NOMIN, Shadix stresses, is not a men’s club. In fact, of its 46 members, almost 10% are female. “It’s important to me to have women involved because it takes everyone to work together to try to build a diverse group,” he says. The group’s mission, according to Shadix, is to promote dietetics careers for men as well as to support men in the field to grow professionally. “Our goal is to promote the entire field,” he adds. “Men don’t only have to promote other men. NOMIN is for everyone, and it’s open to anyone who wants to join our efforts.”

It is important for men to become more involved in dietetics, Shadix offers, because of the benefits diversity can potentially bring to the entire profession. By gathering a variety of people, a broader scope of viewpoints will be integrated into the field. Additionally, he adds, it is critical that the ADA’s membership, like any national organization, reflect the demographics of the entire country in order to enable it to reach out to all people.

“The activities and work of the ADA’s diversity committee over the past couple of years has advanced to a new level,” according to Robert Earl, MPH, RD, senior director of nutrition policy for the National Food Processors Association in Washington, D.C. Earl says that the ADA, as a professional organization, has shown great leadership in obtaining a Health and Human Services grant in order to address recruitment and retention related to diversity. As part of that grant, the association developed a manual for recruitment of diverse groups, he adds, which can serve as a model for other health professions to use. “On that front,” he notes, “the ADA is a leader—potentially even more ‘cutting-edge’ than other professions.”

It is important to note, Shadix adds, that the 18-member ADA board of directors includes six males. “Next year,” he continues, “for the first time in ADA history, we will have our first male Speaker of the House of Delegates: Robert Earl.” Change within a profession such as dietetics, Shadix says, tends to begin at the top and trickle down. The ADA, he says, recognizes the need for diverse representation, and now includes males in its Diversity Philosophy statement.

The field of dietetics has long been perceived by men as a “women’s profession,” similar to home economics, according to Shadix. Since the 1970s and ’80s, however, the profession has changed dramatically, updating its image as well as its content and applications. Earl, for example, took a two-faceted approach to his education and career. Having considered the possibilities of teaching or research, he decided to go in a direction that would allow him to work with others.

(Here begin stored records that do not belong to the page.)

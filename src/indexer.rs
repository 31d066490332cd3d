//! Building the passage index from a directory of documents.

use crate::chunking::TextSplitter;
use crate::embedding::Embedder;
use crate::error::{DocchatError, Result};
use crate::vector_store::{check_dimensions, Passage, VectorStore};
use std::collections::HashSet;
use std::path::{Path, PathBuf};
use std::sync::Arc;
use tracing::{debug, info, instrument, warn};
use walkdir::WalkDir;

/// File extensions picked up when walking a corpus directory.
pub const DOCUMENT_EXTENSIONS: [&str; 4] = ["txt", "md", "html", "htm"];

/// Outcome of indexing one file.
#[derive(Debug, Clone, PartialEq, Eq)]
pub enum FileOutcome {
    /// Passages written for the file.
    Indexed(usize),
    /// Already in the index and not rebuilt.
    AlreadyIndexed,
    /// No text to index.
    Empty,
}

/// Totals for a directory run.
#[derive(Debug, Default)]
pub struct IndexReport {
    pub files_indexed: usize,
    pub files_skipped: usize,
    pub passages_indexed: usize,
}

/// Chunks, embeds and stores corpus documents.
pub struct Indexer {
    embedder: Arc<dyn Embedder>,
    store: Arc<dyn VectorStore>,
    splitter: TextSplitter,
}

impl Indexer {
    pub fn new(embedder: Arc<dyn Embedder>, store: Arc<dyn VectorStore>, splitter: TextSplitter) -> Self {
        Self {
            embedder,
            store,
            splitter,
        }
    }

    /// Sources already present in the index.
    pub async fn indexed_sources(&self) -> Result<HashSet<String>> {
        Ok(self
            .store
            .list_sources()
            .await?
            .into_iter()
            .map(|s| s.source)
            .collect())
    }

    /// Index every document under `dir`.
    #[instrument(skip(self))]
    pub async fn index_dir(&self, dir: &Path, rebuild: bool) -> Result<IndexReport> {
        let files = collect_documents(dir)?;
        check_dimensions(self.store.as_ref(), self.embedder.dimensions()).await?;
        let existing = self.indexed_sources().await?;
        let mut report = IndexReport::default();

        for path in files {
            match self.index_file(&path, &existing, rebuild).await? {
                FileOutcome::Indexed(count) => {
                    report.files_indexed += 1;
                    report.passages_indexed += count;
                }
                FileOutcome::AlreadyIndexed | FileOutcome::Empty => report.files_skipped += 1,
            }
        }

        info!(
            "Indexed {} passages from {} files ({} skipped)",
            report.passages_indexed, report.files_indexed, report.files_skipped
        );

        Ok(report)
    }

    /// Index one document. With `rebuild`, its existing passages are replaced.
    #[instrument(skip(self, existing))]
    pub async fn index_file(
        &self,
        path: &Path,
        existing: &HashSet<String>,
        rebuild: bool,
    ) -> Result<FileOutcome> {
        let source = path.display().to_string();

        if existing.contains(&source) {
            if !rebuild {
                debug!("{} is already indexed, skipping", source);
                return Ok(FileOutcome::AlreadyIndexed);
            }
            let removed = self.store.delete_by_source(&source).await?;
            debug!("Removed {} existing passages for {}", removed, source);
        }

        let text = self.read_document(path)?;
        let chunks = self.splitter.split(&text);
        if chunks.is_empty() {
            warn!("No text found in {}", source);
            return Ok(FileOutcome::Empty);
        }

        let texts: Vec<String> = chunks.iter().map(|c| c.content.clone()).collect();
        let embeddings = self.embedder.embed_batch(&texts).await?;
        if embeddings.len() != chunks.len() {
            return Err(DocchatError::Embedding(format!(
                "Expected {} embeddings for {}, got {}",
                chunks.len(),
                source,
                embeddings.len()
            )));
        }

        let passages: Vec<Passage> = chunks
            .into_iter()
            .zip(embeddings)
            .map(|(chunk, embedding)| Passage::new(source.clone(), chunk.content, chunk.order, embedding))
            .collect();

        let count = self.store.upsert_batch(&passages).await?;
        Ok(FileOutcome::Indexed(count))
    }

    /// Read a document as plain text, stripping markup from HTML files.
    pub fn read_document(&self, path: &Path) -> Result<String> {
        let raw = std::fs::read_to_string(path)?;
        if is_html(path) {
            Ok(html_to_text(&raw))
        } else {
            Ok(raw)
        }
    }
}

/// Recursively list indexable documents under `dir`, sorted by path.
pub fn collect_documents(dir: &Path) -> Result<Vec<PathBuf>> {
    if !dir.is_dir() {
        return Err(DocchatError::InvalidInput(format!(
            "Not a directory: {}",
            dir.display()
        )));
    }

    let mut files = Vec::new();
    for entry in WalkDir::new(dir) {
        let entry = entry.map_err(std::io::Error::from)?;
        if entry.file_type().is_file() && has_document_extension(entry.path()) {
            files.push(entry.into_path());
        }
    }

    files.sort();
    Ok(files)
}

fn has_document_extension(path: &Path) -> bool {
    path.extension()
        .and_then(|e| e.to_str())
        .is_some_and(|e| DOCUMENT_EXTENSIONS.iter().any(|d| d.eq_ignore_ascii_case(e)))
}

fn is_html(path: &Path) -> bool {
    path.extension()
        .and_then(|e| e.to_str())
        .is_some_and(|e| e.eq_ignore_ascii_case("html") || e.eq_ignore_ascii_case("htm"))
}

/// Readable text of a captured web page, as markdown.
fn html_to_text(html: &str) -> String {
    html2md::parse_html(html).trim().to_string()
}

“I decided to obtain a graduate degree in public health,” he recalls, “and becoming a registered dietitian seemed naturally part and parcel of my public health training.” Although he did not begin his career wanting to become a dietitian, Earl found that becoming an RD was integral to the work he wanted to pursue. “What I found was that, in the public health sector, there were a fair amount of men,” he adds. “There seemed to be a different balance than what I saw in other areas of the profession.”

Reaching out to men and educating them about the opportunities in dietetics is what NOMIN is all about, Shadix says. “We’d like to develop and implement strategies to recruit men into the profession, increase the visibility of dietetics careers for men who are interested in healthcare careers, and work to facilitate retention among male RDs.” With an eye toward attracting more men from varying ethnic backgrounds, he has also begun working toward the establishment of an ADA Foundation scholarship for minority men.

Response to NOMIN has been positive, Shadix notes, though there are some men who, for varying reasons, prefer not to become members. The group has not been officially “organized,” he adds, and currently exists primarily as an ADA-recognized networking organization. Additionally, there has been a tremendous response from men involved in ADA leadership, he says. Where the group will go from here is up to ADA and its members, Shadix continues. “I would love to start a discussion about how we can continue to diversify,” he says. “It’s important to remember that men are still a minority in the profession, even though, in the overall work force, they are not. But,” he says hopefully, “things look like they might be changing.”